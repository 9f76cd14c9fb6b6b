//! Montage command implementation.

use super::{parse_strategy, Run};
use crate::cli::preflight::Operation;
use crate::cli::Output;
use crate::config::Settings;
use crate::pipeline::MontageOptions;
use anyhow::Result;

/// Run the montage command.
pub async fn run_montage(
    input: &str,
    count: Option<usize>,
    duration: Option<f64>,
    strategy: Option<&str>,
    seed: Option<u64>,
    keep_temp: bool,
    settings: Settings,
) -> Result<()> {
    let options = MontageOptions {
        strategy: parse_strategy(strategy, &settings)?,
        count: count.unwrap_or(settings.selection.montage_count).max(1),
        total_seconds: duration.unwrap_or(settings.selection.montage_seconds),
    };
    if options.total_seconds <= 0.0 {
        return Err(anyhow::anyhow!("--duration must be positive"));
    }

    Output::info(&format!(
        "Building {} clip montage ({:.0}s) from: {}",
        options.count, options.total_seconds, input
    ));
    let run = Run::start(Operation::Render, input, settings, seed, keep_temp, None)?;

    let spinner = Output::spinner("Rendering montage...");
    let result = run.pipeline.run_montage(&run.ctx, input, &options).await;
    spinner.finish_and_clear();

    let output = run.finish(result).await?;
    Output::success(&format!("Montage of {} clips ready", output.segments.len()));
    for (i, segment) in output.segments.iter().enumerate() {
        Output::segment(i, segment);
    }
    Output::result(&output);
    Ok(())
}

################

# Required action
Show the lines of the records that contain the word "input".

# Answer
    input: &str,
        options.count, options.total_seconds, input
    let run = Run::start(Operation::Render, input, settings, seed, keep_temp, None)?;
    let result = run.pipeline.run_montage(&run.ctx, input, &options).await;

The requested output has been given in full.